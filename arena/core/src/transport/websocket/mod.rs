//! WebSocket Evaluation Socket
//!
//! tokio-tungstenite implementation of [`StreamConnector`] for the backend's
//! `/ws/evaluate` endpoint. Only text frames carry protocol data; ping, pong
//! and binary frames are skipped, and a close frame ends the stream.
//!
//! Compiled only with the `websocket` feature. Without it the transport
//! factory reports streaming as unavailable and every session polls.

use std::time::Duration;

use async_trait::async_trait;
use futures::{SinkExt, StreamExt};
use tokio::net::TcpStream;
use tokio_tungstenite::tungstenite::{Error as WsError, Message};
use tokio_tungstenite::{MaybeTlsStream, WebSocketStream};

use super::traits::{FrameStream, StreamConnector, TransportError};
use crate::config::ArenaConfig;

/// Opens `/ws/evaluate` connections
#[derive(Clone, Debug)]
pub struct WsConnector {
    url: String,
    connect_timeout: Duration,
}

impl WsConnector {
    /// Connector for a full socket URL
    #[must_use]
    pub fn new(url: impl Into<String>, connect_timeout: Duration) -> Self {
        Self {
            url: url.into(),
            connect_timeout,
        }
    }

    /// Connector for the configured streaming endpoint
    #[must_use]
    pub fn from_config(config: &ArenaConfig) -> Self {
        Self::new(config.ws_evaluate_url(), config.connect_timeout())
    }

    /// URL this connector dials
    #[must_use]
    pub fn url(&self) -> &str {
        &self.url
    }
}

#[async_trait]
impl StreamConnector for WsConnector {
    async fn connect(&self) -> Result<Box<dyn FrameStream>, TransportError> {
        tracing::debug!(url = %self.url, "Opening evaluation socket");
        let connecting = tokio_tungstenite::connect_async(self.url.as_str());
        let (inner, _response) = tokio::time::timeout(self.connect_timeout, connecting)
            .await
            .map_err(|_| {
                TransportError::Timeout(
                    u64::try_from(self.connect_timeout.as_millis()).unwrap_or(u64::MAX),
                )
            })?
            .map_err(|e| TransportError::ConnectionFailed(e.to_string()))?;
        Ok(Box::new(WsFrameStream { inner }))
    }
}

/// An open evaluation socket
pub struct WsFrameStream {
    inner: WebSocketStream<MaybeTlsStream<TcpStream>>,
}

fn is_closed(e: &WsError) -> bool {
    matches!(e, WsError::ConnectionClosed | WsError::AlreadyClosed)
}

#[async_trait]
impl FrameStream for WsFrameStream {
    async fn send_text(&mut self, text: String) -> Result<(), TransportError> {
        self.inner
            .send(Message::Text(text))
            .await
            .map_err(|e| TransportError::SendFailed(e.to_string()))
    }

    async fn next_text(&mut self) -> Option<Result<String, TransportError>> {
        loop {
            match self.inner.next().await? {
                Ok(Message::Text(text)) => return Some(Ok(text)),
                Ok(Message::Close(frame)) => {
                    tracing::debug!(?frame, "Peer closed evaluation socket");
                    return None;
                }
                Ok(Message::Binary(_) | Message::Ping(_) | Message::Pong(_) | Message::Frame(_)) => {}
                Err(e) if is_closed(&e) => return None,
                Err(e) => return Some(Err(TransportError::ReceiveFailed(e.to_string()))),
            }
        }
    }

    async fn close(&mut self) -> Result<(), TransportError> {
        match SinkExt::close(&mut self.inner).await {
            Ok(()) => Ok(()),
            Err(e) if is_closed(&e) => Ok(()),
            Err(e) => Err(TransportError::SendFailed(e.to_string())),
        }
    }
}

########

[Problem requirements] Give back all the material, with each line exactly as it stands.

[Solution to this problem]
filename arena/core/src/transport/websocket/mod.rs
//! WebSocket Evaluation Socket
//!
//! tokio-tungstenite implementation of [`StreamConnector`] for the backend's
//! `/ws/evaluate` endpoint. Only text frames carry protocol data; ping, pong
//! and binary frames are skipped, and a close frame ends the stream.
//!
//! Compiled only with the `websocket` feature. Without it the transport
//! factory reports streaming as unavailable and every session polls.

use std::time::Duration;

use async_trait::async_trait;
use futures::{SinkExt, StreamExt};
use tokio::net::TcpStream;
use tokio_tungstenite::tungstenite::{Error as WsError, Message};
use tokio_tungstenite::{MaybeTlsStream, WebSocketStream};

use super::traits::{FrameStream, StreamConnector, TransportError};
use crate::config::ArenaConfig;

/// Opens `/ws/evaluate` connections
#[derive(Clone, Debug)]
pub struct WsConnector {
    url: String,
    connect_timeout: Duration,
}

impl WsConnector {
    /// Connector for a full socket URL
    #[must_use]
    pub fn new(url: impl Into<String>, connect_timeout: Duration) -> Self {
        Self {
            url: url.into(),
            connect_timeout,
        }
    }

    /// Connector for the configured streaming endpoint
    #[must_use]
    pub fn from_config(config: &ArenaConfig) -> Self {
        Self::new(config.ws_evaluate_url(), config.connect_timeout())
    }

    /// URL this connector dials
    #[must_use]
    pub fn url(&self) -> &str {
        &self.url
    }
}

#[async_trait]
impl StreamConnector for WsConnector {
    async fn connect(&self) -> Result<Box<dyn FrameStream>, TransportError> {
        tracing::debug!(url = %self.url, "Opening evaluation socket");
        let connecting = tokio_tungstenite::connect_async(self.url.as_str());
        let (inner, _response) = tokio::time::timeout(self.connect_timeout, connecting)
            .await
            .map_err(|_| {
                TransportError::Timeout(
                    u64::try_from(self.connect_timeout.as_millis()).unwrap_or(u64::MAX),
                )
            })?
            .map_err(|e| TransportError::ConnectionFailed(e.to_string()))?;
        Ok(Box::new(WsFrameStream { inner }))
    }
}

/// An open evaluation socket
pub struct WsFrameStream {
    inner: WebSocketStream<MaybeTlsStream<TcpStream>>,
}

fn is_closed(e: &WsError) -> bool {
    matches!(e, WsError::ConnectionClosed | WsError::AlreadyClosed)
}

#[async_trait]
impl FrameStream for WsFrameStream {
    async fn send_text(&mut self, text: String) -> Result<(), TransportError> {
        self.inner
            .send(Message::Text(text))
            .await
            .map_err(|e| TransportError::SendFailed(e.to_string()))
    }

    async fn next_text(&mut self) -> Option<Result<String, TransportError>> {
        loop {
            match self.inner.next().await? {
                Ok(Message::Text(text)) => return Some(Ok(text)),
                Ok(Message::Close(frame)) => {
                    tracing::debug!(?frame, "Peer closed evaluation socket");
                    return None;
                }
                Ok(Message::Binary(_) | Message::Ping(_) | Message::Pong(_) | Message::Frame(_)) => {}
                Err(e) if is_closed(&e) => return None,
                Err(e) => return Some(Err(TransportError::ReceiveFailed(e.to_string()))),
            }
        }
    }

    async fn close(&mut self) -> Result<(), TransportError> {
        match SinkExt::close(&mut self.inner).await {
            Ok(()) => Ok(()),
            Err(e) if is_closed(&e) => Ok(()),
            Err(e) => Err(TransportError::SendFailed(e.to_string())),
        }
    }
}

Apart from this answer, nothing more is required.